- **EXERCISE INSTRUCTIONS**: Return each line of the material below exactly. Begin at the first and end on the line with "use log::info;".

********************

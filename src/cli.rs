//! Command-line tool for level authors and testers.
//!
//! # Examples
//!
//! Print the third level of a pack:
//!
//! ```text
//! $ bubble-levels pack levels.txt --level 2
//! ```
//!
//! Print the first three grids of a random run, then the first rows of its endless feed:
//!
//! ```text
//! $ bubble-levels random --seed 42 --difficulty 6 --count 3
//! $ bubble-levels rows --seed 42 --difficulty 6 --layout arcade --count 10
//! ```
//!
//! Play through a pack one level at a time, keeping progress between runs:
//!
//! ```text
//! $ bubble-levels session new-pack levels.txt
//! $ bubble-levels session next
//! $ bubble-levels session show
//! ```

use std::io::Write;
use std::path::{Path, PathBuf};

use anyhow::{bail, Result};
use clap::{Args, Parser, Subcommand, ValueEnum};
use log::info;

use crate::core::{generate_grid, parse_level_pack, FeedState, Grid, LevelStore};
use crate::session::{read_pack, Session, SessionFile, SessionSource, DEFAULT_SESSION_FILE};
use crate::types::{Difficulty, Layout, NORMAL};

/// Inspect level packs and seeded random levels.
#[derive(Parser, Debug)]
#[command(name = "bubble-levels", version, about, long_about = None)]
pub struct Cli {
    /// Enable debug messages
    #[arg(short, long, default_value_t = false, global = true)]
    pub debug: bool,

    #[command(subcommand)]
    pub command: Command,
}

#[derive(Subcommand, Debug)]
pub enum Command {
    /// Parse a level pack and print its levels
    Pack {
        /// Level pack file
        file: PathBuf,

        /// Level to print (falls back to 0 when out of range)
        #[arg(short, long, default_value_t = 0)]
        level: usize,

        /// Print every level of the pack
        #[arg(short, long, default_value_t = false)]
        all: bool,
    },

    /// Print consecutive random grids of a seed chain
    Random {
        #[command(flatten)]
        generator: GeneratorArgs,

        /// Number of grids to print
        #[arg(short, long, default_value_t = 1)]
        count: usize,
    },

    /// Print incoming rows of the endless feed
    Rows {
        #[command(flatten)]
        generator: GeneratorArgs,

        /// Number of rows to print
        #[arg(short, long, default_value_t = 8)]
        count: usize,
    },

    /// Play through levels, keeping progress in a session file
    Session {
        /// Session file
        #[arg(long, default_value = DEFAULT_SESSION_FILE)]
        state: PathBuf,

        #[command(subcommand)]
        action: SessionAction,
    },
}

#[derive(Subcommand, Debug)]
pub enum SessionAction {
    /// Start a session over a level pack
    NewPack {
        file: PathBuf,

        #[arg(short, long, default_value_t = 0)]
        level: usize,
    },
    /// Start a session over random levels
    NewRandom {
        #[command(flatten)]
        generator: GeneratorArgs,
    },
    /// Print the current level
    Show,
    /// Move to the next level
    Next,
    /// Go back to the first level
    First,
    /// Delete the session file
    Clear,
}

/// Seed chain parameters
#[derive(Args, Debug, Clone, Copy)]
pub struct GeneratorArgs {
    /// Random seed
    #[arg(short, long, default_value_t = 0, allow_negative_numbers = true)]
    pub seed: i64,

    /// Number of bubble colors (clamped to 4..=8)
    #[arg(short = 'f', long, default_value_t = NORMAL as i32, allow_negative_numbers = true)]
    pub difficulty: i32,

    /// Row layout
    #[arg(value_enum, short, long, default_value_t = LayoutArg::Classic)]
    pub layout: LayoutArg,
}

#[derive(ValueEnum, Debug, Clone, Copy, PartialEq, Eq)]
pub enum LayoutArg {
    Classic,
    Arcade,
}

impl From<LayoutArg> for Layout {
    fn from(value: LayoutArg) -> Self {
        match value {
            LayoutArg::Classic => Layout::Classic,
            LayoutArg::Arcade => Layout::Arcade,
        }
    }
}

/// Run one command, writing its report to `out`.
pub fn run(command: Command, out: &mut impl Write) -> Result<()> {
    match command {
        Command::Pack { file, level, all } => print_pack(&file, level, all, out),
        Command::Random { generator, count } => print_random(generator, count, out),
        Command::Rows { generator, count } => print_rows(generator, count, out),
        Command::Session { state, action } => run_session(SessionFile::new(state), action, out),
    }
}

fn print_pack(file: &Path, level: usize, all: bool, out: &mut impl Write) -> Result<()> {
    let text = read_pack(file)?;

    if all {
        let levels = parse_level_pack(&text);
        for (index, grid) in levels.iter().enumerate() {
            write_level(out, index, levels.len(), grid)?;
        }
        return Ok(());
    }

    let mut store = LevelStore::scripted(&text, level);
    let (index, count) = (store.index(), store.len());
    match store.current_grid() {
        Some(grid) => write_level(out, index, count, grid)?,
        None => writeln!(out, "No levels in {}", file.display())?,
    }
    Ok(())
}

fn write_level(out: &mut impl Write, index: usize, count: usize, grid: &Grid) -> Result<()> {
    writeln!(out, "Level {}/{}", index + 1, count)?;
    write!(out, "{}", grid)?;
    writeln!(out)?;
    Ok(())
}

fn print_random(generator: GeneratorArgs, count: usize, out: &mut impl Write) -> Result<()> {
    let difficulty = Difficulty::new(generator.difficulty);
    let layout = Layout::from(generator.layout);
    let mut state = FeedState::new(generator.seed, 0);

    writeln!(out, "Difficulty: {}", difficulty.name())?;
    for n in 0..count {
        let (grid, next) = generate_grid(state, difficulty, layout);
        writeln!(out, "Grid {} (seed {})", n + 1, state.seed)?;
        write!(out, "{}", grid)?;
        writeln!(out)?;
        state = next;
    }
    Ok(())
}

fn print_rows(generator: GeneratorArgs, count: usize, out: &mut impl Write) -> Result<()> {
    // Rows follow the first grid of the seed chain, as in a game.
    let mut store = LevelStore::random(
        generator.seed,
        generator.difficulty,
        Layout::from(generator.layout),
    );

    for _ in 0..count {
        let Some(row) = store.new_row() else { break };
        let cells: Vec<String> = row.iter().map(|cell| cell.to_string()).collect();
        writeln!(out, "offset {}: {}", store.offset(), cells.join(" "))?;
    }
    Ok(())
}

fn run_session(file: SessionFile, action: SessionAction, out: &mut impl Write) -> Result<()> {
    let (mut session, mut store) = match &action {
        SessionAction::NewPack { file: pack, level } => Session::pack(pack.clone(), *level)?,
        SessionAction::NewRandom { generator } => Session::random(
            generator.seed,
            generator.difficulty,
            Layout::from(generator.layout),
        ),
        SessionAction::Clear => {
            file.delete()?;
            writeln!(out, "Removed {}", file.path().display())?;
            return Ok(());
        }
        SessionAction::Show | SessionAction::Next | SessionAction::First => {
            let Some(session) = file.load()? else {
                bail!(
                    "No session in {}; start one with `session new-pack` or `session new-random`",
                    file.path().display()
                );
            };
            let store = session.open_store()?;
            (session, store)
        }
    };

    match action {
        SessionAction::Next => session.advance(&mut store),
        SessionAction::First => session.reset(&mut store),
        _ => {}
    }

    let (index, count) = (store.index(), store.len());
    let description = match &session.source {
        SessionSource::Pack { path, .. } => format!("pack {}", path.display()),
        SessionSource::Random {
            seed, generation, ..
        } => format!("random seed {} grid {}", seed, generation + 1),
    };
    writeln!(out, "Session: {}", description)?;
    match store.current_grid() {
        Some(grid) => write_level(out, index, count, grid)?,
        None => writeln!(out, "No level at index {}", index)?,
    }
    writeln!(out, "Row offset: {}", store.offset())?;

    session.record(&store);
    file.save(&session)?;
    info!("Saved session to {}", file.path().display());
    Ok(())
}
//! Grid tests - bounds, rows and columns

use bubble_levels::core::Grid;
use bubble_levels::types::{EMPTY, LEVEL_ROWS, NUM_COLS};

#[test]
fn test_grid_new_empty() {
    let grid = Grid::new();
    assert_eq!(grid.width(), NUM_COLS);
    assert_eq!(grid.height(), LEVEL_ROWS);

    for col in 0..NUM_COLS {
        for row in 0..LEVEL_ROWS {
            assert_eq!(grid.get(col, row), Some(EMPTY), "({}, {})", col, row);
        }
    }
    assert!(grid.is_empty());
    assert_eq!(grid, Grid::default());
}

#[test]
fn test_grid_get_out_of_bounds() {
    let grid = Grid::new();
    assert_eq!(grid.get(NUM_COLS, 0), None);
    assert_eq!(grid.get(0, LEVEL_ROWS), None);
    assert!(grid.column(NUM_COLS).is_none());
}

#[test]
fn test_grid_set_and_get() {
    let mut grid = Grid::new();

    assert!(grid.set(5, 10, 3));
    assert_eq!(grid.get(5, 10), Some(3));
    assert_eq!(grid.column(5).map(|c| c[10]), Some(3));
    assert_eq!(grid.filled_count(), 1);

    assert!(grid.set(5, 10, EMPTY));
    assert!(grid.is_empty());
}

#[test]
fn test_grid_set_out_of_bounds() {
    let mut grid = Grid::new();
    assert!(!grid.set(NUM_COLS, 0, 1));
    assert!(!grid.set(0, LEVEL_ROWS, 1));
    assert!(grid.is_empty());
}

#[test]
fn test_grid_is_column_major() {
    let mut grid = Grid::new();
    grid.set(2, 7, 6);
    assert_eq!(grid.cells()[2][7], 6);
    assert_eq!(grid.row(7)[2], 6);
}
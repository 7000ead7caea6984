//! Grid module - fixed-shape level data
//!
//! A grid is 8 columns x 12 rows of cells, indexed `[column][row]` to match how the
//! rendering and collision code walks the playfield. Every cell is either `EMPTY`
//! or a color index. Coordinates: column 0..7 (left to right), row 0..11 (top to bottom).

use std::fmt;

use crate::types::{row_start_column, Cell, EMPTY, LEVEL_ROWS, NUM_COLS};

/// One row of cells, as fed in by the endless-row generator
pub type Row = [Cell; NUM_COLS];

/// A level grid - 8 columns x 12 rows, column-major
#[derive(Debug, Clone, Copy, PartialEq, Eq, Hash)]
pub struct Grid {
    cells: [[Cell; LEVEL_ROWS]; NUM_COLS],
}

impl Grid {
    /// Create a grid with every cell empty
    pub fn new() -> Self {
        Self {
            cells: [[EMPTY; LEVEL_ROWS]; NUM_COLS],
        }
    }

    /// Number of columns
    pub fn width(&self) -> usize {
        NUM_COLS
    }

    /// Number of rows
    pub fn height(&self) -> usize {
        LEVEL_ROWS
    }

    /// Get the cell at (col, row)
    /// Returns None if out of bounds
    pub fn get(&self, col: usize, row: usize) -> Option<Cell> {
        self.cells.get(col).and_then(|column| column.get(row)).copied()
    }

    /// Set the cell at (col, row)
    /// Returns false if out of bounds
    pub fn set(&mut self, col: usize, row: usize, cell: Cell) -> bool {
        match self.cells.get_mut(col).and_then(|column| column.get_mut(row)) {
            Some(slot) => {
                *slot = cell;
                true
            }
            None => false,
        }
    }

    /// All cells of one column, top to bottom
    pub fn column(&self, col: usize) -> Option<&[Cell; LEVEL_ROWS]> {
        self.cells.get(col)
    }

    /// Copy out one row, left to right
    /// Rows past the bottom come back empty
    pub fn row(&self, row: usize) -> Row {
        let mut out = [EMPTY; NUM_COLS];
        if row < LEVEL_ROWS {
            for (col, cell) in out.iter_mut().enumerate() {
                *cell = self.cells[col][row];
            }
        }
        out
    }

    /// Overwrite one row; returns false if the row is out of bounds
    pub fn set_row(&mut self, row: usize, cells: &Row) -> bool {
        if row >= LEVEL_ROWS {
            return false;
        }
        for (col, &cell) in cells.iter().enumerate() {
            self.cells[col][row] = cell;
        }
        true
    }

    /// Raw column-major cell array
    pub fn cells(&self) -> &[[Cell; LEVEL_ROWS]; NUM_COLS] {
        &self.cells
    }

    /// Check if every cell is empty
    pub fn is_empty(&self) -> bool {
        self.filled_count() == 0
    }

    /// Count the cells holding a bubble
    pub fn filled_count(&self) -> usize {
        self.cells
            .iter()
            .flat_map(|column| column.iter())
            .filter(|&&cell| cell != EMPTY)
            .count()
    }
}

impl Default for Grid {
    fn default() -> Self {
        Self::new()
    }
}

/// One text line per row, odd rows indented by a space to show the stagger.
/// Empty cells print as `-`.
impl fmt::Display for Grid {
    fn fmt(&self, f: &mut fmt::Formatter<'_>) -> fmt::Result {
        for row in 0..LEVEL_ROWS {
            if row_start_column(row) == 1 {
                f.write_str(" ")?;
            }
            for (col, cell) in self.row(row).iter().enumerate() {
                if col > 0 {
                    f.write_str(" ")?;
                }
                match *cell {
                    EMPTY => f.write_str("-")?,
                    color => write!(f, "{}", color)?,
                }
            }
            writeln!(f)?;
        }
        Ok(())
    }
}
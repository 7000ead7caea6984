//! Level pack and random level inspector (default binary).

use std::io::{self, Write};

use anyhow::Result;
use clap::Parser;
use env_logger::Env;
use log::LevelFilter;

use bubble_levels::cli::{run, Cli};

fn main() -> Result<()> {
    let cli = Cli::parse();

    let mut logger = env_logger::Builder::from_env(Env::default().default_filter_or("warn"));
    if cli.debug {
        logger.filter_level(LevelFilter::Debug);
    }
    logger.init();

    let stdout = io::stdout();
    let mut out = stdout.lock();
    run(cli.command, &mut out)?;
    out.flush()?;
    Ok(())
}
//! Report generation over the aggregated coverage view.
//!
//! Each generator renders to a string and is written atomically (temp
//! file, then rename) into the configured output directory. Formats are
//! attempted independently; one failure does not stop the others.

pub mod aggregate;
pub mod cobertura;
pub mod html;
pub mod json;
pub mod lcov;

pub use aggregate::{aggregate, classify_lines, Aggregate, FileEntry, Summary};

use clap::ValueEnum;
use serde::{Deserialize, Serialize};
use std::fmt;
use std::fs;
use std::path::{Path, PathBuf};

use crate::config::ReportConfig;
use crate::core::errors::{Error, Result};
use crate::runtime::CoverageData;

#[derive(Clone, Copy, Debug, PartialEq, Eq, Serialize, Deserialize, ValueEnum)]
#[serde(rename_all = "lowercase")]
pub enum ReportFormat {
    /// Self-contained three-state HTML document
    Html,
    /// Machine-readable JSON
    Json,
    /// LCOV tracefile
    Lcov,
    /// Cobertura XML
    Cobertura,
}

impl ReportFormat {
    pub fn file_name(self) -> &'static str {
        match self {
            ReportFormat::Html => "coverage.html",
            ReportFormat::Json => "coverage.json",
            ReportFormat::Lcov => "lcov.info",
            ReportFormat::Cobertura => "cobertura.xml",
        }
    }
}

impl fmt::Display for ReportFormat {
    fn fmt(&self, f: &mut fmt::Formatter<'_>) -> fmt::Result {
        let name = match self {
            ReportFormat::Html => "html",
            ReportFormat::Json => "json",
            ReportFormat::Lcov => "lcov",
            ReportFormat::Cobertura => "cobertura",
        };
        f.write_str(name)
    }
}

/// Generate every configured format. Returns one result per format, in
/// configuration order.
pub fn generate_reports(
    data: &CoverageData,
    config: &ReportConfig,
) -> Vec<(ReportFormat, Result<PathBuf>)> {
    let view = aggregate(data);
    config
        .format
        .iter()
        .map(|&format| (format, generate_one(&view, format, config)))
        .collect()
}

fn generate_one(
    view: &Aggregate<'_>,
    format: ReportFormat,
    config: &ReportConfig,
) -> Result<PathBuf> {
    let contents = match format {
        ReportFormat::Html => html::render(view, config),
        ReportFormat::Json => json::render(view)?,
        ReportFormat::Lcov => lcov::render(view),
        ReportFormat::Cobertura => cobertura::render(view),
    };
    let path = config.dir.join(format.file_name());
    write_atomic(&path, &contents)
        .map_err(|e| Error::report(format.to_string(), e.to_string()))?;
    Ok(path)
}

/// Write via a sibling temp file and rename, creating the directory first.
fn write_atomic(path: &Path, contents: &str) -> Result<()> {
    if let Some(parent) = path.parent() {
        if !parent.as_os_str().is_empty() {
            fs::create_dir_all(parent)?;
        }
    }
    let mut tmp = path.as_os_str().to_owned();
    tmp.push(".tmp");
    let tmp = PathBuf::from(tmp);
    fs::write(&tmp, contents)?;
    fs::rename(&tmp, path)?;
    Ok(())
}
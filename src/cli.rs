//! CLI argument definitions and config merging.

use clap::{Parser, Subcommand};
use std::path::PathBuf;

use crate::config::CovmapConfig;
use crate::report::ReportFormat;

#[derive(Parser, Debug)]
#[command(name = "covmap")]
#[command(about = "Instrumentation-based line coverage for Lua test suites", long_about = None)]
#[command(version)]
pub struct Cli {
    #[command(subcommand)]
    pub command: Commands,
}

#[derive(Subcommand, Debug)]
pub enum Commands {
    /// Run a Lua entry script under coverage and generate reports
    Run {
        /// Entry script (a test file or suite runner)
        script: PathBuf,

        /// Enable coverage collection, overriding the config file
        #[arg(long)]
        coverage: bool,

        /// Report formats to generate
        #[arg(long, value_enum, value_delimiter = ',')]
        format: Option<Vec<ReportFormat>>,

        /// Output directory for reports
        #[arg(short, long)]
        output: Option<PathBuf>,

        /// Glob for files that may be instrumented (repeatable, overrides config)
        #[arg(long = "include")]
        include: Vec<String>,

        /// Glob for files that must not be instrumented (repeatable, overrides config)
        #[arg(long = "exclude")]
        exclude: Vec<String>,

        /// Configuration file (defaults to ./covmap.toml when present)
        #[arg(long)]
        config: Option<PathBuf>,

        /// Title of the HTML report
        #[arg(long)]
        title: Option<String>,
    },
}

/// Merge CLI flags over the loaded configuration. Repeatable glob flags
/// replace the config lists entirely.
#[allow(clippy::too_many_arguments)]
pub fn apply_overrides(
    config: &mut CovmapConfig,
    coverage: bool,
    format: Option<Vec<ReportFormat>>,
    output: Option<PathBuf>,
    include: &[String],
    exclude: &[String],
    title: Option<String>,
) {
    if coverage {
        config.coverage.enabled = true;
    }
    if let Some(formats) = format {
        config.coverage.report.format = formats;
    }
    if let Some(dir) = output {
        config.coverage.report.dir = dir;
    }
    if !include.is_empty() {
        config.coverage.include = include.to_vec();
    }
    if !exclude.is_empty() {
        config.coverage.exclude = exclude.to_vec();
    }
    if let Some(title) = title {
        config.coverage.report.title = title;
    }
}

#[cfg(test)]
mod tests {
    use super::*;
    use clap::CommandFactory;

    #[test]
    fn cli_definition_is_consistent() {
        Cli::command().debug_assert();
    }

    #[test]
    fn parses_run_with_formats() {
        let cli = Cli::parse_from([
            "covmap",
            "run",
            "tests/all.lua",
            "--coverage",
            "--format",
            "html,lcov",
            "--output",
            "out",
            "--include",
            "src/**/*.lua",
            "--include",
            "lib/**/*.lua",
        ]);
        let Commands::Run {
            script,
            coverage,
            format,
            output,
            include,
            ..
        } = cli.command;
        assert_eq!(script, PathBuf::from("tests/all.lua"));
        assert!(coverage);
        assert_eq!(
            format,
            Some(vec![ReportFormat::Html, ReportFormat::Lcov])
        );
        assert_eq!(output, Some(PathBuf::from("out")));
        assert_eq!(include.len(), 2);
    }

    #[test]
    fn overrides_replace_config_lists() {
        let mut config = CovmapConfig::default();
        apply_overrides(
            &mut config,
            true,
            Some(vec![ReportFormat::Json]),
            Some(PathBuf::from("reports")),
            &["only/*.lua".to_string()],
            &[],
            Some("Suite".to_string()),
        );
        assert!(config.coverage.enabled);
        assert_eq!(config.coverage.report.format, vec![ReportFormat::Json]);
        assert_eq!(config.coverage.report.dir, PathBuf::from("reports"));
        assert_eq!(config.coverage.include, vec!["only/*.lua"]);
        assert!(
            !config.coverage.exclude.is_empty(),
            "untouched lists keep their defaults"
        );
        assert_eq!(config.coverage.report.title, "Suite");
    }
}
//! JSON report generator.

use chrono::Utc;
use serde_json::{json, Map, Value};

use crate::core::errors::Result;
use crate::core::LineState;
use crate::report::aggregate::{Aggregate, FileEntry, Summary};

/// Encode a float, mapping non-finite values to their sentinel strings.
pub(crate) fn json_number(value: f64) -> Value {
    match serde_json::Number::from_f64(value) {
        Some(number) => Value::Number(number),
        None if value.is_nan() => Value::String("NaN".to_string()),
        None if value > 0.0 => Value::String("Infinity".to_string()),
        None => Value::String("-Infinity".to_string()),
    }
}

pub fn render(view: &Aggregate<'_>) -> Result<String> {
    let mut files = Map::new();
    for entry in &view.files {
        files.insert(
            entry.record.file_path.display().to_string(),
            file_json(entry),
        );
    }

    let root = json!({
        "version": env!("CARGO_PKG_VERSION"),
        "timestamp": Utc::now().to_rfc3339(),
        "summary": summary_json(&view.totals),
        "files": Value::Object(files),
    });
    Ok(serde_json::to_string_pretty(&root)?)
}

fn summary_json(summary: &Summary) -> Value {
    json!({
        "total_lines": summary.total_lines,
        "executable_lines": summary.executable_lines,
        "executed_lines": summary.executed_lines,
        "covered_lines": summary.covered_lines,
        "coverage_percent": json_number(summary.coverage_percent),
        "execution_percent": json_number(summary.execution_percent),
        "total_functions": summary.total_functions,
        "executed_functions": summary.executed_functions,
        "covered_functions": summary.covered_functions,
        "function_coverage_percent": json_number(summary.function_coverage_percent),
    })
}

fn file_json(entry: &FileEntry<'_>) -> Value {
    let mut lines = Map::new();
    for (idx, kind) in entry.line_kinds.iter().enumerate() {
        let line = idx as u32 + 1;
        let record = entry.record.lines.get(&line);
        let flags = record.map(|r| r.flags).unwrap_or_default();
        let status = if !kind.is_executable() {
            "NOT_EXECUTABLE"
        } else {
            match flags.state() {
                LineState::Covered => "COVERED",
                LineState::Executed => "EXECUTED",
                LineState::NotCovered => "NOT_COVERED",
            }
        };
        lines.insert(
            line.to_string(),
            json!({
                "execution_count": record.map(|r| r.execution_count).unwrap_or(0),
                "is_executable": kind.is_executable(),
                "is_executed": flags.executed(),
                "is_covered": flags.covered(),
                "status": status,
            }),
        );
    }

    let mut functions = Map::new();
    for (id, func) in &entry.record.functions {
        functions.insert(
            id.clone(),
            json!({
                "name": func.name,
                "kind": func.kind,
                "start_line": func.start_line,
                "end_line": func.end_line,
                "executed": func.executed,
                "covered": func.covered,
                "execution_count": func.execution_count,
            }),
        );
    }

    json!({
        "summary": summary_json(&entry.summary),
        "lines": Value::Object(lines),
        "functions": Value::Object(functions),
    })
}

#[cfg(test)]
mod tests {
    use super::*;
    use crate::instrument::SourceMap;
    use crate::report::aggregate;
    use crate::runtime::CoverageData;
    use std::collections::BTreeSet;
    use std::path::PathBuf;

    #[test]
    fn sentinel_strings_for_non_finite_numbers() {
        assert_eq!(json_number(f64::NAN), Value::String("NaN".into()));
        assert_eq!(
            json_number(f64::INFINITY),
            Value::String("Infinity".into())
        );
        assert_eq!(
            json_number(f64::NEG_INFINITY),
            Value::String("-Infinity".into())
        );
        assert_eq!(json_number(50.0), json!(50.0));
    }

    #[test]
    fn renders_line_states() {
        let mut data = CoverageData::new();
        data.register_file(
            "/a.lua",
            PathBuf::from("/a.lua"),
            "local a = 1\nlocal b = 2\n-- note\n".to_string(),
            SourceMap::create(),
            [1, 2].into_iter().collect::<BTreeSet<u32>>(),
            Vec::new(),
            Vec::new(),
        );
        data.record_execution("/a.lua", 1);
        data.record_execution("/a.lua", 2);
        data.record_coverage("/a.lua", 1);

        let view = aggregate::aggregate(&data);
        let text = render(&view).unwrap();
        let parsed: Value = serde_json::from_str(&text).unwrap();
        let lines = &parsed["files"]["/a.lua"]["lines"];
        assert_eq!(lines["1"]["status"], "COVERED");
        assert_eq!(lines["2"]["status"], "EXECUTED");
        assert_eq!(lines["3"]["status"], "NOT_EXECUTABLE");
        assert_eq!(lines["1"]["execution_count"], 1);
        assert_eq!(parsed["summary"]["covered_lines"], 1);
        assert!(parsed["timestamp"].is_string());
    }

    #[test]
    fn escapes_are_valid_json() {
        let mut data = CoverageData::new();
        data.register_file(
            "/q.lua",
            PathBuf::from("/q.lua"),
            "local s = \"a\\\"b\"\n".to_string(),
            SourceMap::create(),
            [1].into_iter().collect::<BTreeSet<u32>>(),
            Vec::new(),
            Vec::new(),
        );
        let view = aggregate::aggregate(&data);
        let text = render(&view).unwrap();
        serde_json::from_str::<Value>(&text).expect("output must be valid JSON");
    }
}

********************

- **TASK SOLUTION**:
filename src/cli.rs
//! Command-line tool for level authors and testers.
//!
//! # Examples
//!
//! Print the third level of a pack:
//!
//! ```text
//! $ bubble-levels pack levels.txt --level 2
//! ```
//!
//! Print the first three grids of a random run, then the first rows of its endless feed:
//!
//! ```text
//! $ bubble-levels random --seed 42 --difficulty 6 --count 3
//! $ bubble-levels rows --seed 42 --difficulty 6 --layout arcade --count 10
//! ```
//!
//! Play through a pack one level at a time, keeping progress between runs:
//!
//! ```text
//! $ bubble-levels session new-pack levels.txt
//! $ bubble-levels session next
//! $ bubble-levels session show
//! ```

use std::io::Write;
use std::path::{Path, PathBuf};

use anyhow::{bail, Result};
use clap::{Args, Parser, Subcommand, ValueEnum};
use log::info;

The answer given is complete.